Ora, a juventude não pode ser dividida de forma simplória entre ajustados e desajustados e ter o primeiro grupo invisibilizado e o segundo tratado como política de segurança pública (e entre os desjustados incluo a parcela da juventude que se organiza em ONGs, movimentos sociais, culturais, etc). Até porque, entre esses dois polos, há um terceiro grupo relativamente grande que está imerso em si mesmo por conta de uma sociedade altamente individualista. A esse grupo denomino de "des(a)justamento" porque eles encontram-se segregados da juventude "ajustada" que aceita o mundo como é, adapta-se a ele e garante sua manutenção, e da juventude "desjustada" que recusa o mundo que herdou, não se adapta a ele e busca destrui-lo, mesmo que seja para construir um outro mundo sobre os escombros do qe existiu – um grupo encontra abrigo no ativismo, o outro na delinquência.

As/os jovens em des(a)justamento padecem do desencanto do mundo. Não querem viver como seus pais, mas também vêem boas coisas no mundo, que gostariam de preservar. Essas/es jovens não estão dispostos a por o mundo abaixo e erguer um mundo novo; olham para o mundo como uma casa antiga que deve ser reformada porque contém histórias que não podem ser esquecidas, mas que sem a reforma ruirá matando a todos que estiverem ali. Também sabem que a reforma é importante não só para manter a casa em pé, mas para promover melhorias para seus moradores, os de hoje e os de amanhã.

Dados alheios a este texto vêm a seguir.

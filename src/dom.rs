use wasm_bindgen::JsCast;
use web_sys as web;

#[inline]
pub fn window_document() -> Option<web::Document> {
    web::window().and_then(|w| w.document())
}

pub fn html_element(document: &web::Document, element_id: &str) -> anyhow::Result<web::HtmlElement> {
    document
        .get_element_by_id(element_id)
        .ok_or_else(|| anyhow::anyhow!("missing #{}", element_id))?
        .dyn_into::<web::HtmlElement>()
        .map_err(|e| anyhow::anyhow!("#{} is not an HtmlElement: {:?}", element_id, e))
}

#[inline]
pub fn set_style(el: &web::HtmlElement, property: &str, value: &str) {
    if let Err(e) = el.style().set_property(property, value) {
        log::debug!("style {} rejected: {:?}", property, e);
    }
}

#[inline]
pub fn set_class(el: &web::Element, class: &str, on: bool) {
    let cl = el.class_list();
    _ = if on { cl.add_1(class) } else { cl.remove_1(class) };
}

#[inline]
pub fn add_listener<E: JsCast + 'static>(
    target: &web::EventTarget,
    event: &str,
    mut handler: impl FnMut(E) + 'static,
) {
    let closure = wasm_bindgen::closure::Closure::wrap(Box::new(move |ev: web::Event| {
        if let Ok(ev) = ev.dyn_into::<E>() {
            handler(ev);
        }
    }) as Box<dyn FnMut(web::Event)>);
    _ = target.add_event_listener_with_callback(event, closure.as_ref().unchecked_ref());
    closure.forget();
}
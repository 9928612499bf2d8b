// Shared interaction/animation tuning constants used by the core and the web frontend.

// Frame timing
pub const FRAME_MS: f64 = 1000.0 / 60.0; // nominal 60 Hz frame used to normalise per-frame rates

// Gesture thresholds
pub const DEFAULT_MIN_DISTANCE: f32 = 10.0; // px moved before a pan is reported
pub const DEFAULT_MIN_SCALE: f32 = 0.1; // |scale - 1| before a pinch is reported
pub const DEFAULT_MIN_ROTATION: f32 = 0.1; // radians before a rotate is reported
pub const DEFAULT_LONG_PRESS_MS: f64 = 500.0;

// Momentum
pub const DEFAULT_MOMENTUM_FACTOR: f32 = 0.95; // scales the emitted pan vector
pub const DEFAULT_MOMENTUM_DECAY: f32 = 0.95; // per nominal frame
pub const MOMENTUM_MIN_SPEED: f32 = 0.01; // px/ms, below this momentum stops

// Animation
pub const DEFAULT_DURATION_MS: f64 = 1000.0;
pub const PRESET_DURATION_MS: f64 = 300.0; // expand/collapse presets
pub const EXPANDED_SCALE: f32 = 1.2;

// Auto-rotation
pub const ROTATION_SPEED: f32 = 0.01; // radians per nominal frame
pub const ROTATION_DAMPING: f32 = 0.95;
pub const ROTATION_MAX_SPEED: f32 = 0.1;
pub const ROTATION_MIN_SPEED: f32 = 0.001;
pub const ROTATION_NUDGE_PER_PX: f32 = 0.005; // radians of kick per px of pan

// Spring defaults (react-spring style units)
pub const SPRING_MASS: f32 = 1.0;
pub const SPRING_TENSION: f32 = 280.0;
pub const SPRING_FRICTION: f32 = 60.0;
pub const SPRING_MAX_STEP_SEC: f32 = 1.0 / 120.0; // integration sub-step cap
pub const SPRING_MAX_DT_SEC: f32 = 0.25; // longest span one step() integrates
pub const SPRING_REST_EPSILON: f32 = 1e-3;

// Pointer interaction
pub const DOUBLE_CLICK_MS: f64 = 300.0;
pub const DRAG_THRESHOLD_PX: f32 = 3.0;
pub const THROTTLE_MS: f64 = 16.0;

// Performance sampling
pub const STATS_WINDOW_MS: f64 = 1000.0;
pub const MONITOR_MAX_SAMPLES: usize = 60;
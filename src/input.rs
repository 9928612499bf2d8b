use card_core::PointerSample;
use glam::Vec2;
use web_sys as web;

/// What a key press asks the card to do.
#[derive(Clone, Copy, Debug, PartialEq, Eq)]
pub enum KeyAction {
    ToggleRotation,
    Reset,
    ToggleMute,
    ToggleStats,
    ToggleExpanded,
}

#[inline]
pub fn action_for_key(key: &str) -> Option<KeyAction> {
    match key {
        " " | "Spacebar" => Some(KeyAction::ToggleRotation),
        "r" | "R" => Some(KeyAction::Reset),
        "m" | "M" => Some(KeyAction::ToggleMute),
        "s" | "S" => Some(KeyAction::ToggleStats),
        "e" | "E" => Some(KeyAction::ToggleExpanded),
        _ => None,
    }
}

/// Client coordinates relative to an element's top-left corner, in CSS px.
#[inline]
pub fn client_to_local(client: Vec2, origin: Vec2) -> Vec2 {
    client - origin
}

// ---------------- Pointer helpers ----------------
#[inline]
pub fn pointer_local_px(ev: &web::PointerEvent, target: &web::Element) -> Vec2 {
    let rect = target.get_bounding_client_rect();
    client_to_local(
        Vec2::new(ev.client_x() as f32, ev.client_y() as f32),
        Vec2::new(rect.left() as f32, rect.top() as f32),
    )
}

/// Gesture sample for `ev`, timestamped on the page clock (ms).
#[inline]
pub fn pointer_sample(ev: &web::PointerEvent, target: &web::Element) -> PointerSample {
    let pos = pointer_local_px(ev, target);
    PointerSample::new(ev.pointer_id(), pos.x, pos.y, ev.time_stamp())
}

A sociedade deve ouvir e compreender as/os jovens que se recusam a viver num mundo tão injusto e opressor; assumir sua responsabilidade sobre esse mundo e dar espaço para que esses jovens possam construir um mundo melhor. Os/as jovens "ajustados/as" não são capazes de agregar nada de novo, não podem sequer ser chamados de juventude (porque esta é mais do que uma marcação etária), porque são velhos, representam um mundo velho, estão aqui apenas para manter em movimento as engrenagens que destróem nossos mais bonitos sonhos infanto-juvenis.

Não é possível desresponsabilizar-se do mundo e dizer que cabe à juventude resolver "tudo o que está aí". Ou entrar no discurso fácil de que "os jovens eram mais aguerridos durante a ditadura", porque isso é uma falácia. Durante a ditadura uma boa parte da juventude ou ignorou o que acontecia ou apoiou; a parte que resistiu e foi para o enfrentamento era minoritária e muitos/as foram trucidados/as; essa parte a que chamo de "des(a)justados/as", ao agregar-se aos "desajustados" (subversivos) é que trouxe de volta a democracia.

A questão importante é que sem a clareza de objetivos dos desajustados-militantes tudo pode se perder como abril de 1964, ou com as juventudes nazista na Alemanhã e fascista na Itália. Ou como junho de 2013, em que as manifestações terminaram com um teor fortemente reacionário. Mas a juventude também é isso, não pode ser definida/restrita como revolucionária ou reacionária porque é muito diversa, comporta todas as classes sociais, gêneros, graus de instrução, etc.

A questão fundamental é que são essas garotas e garotos, que muitas vezes estão ensimesmados olhando para uma tela acesa, que têm em si o poder de mudar a História; para o bem e para o mal. Você já parou pra ouvir o que essas meninas e meninos têm a dizer sobre o mundo? Será que essa geração só quer ser ouvida, ou quer também ser a artífice da construção do novo?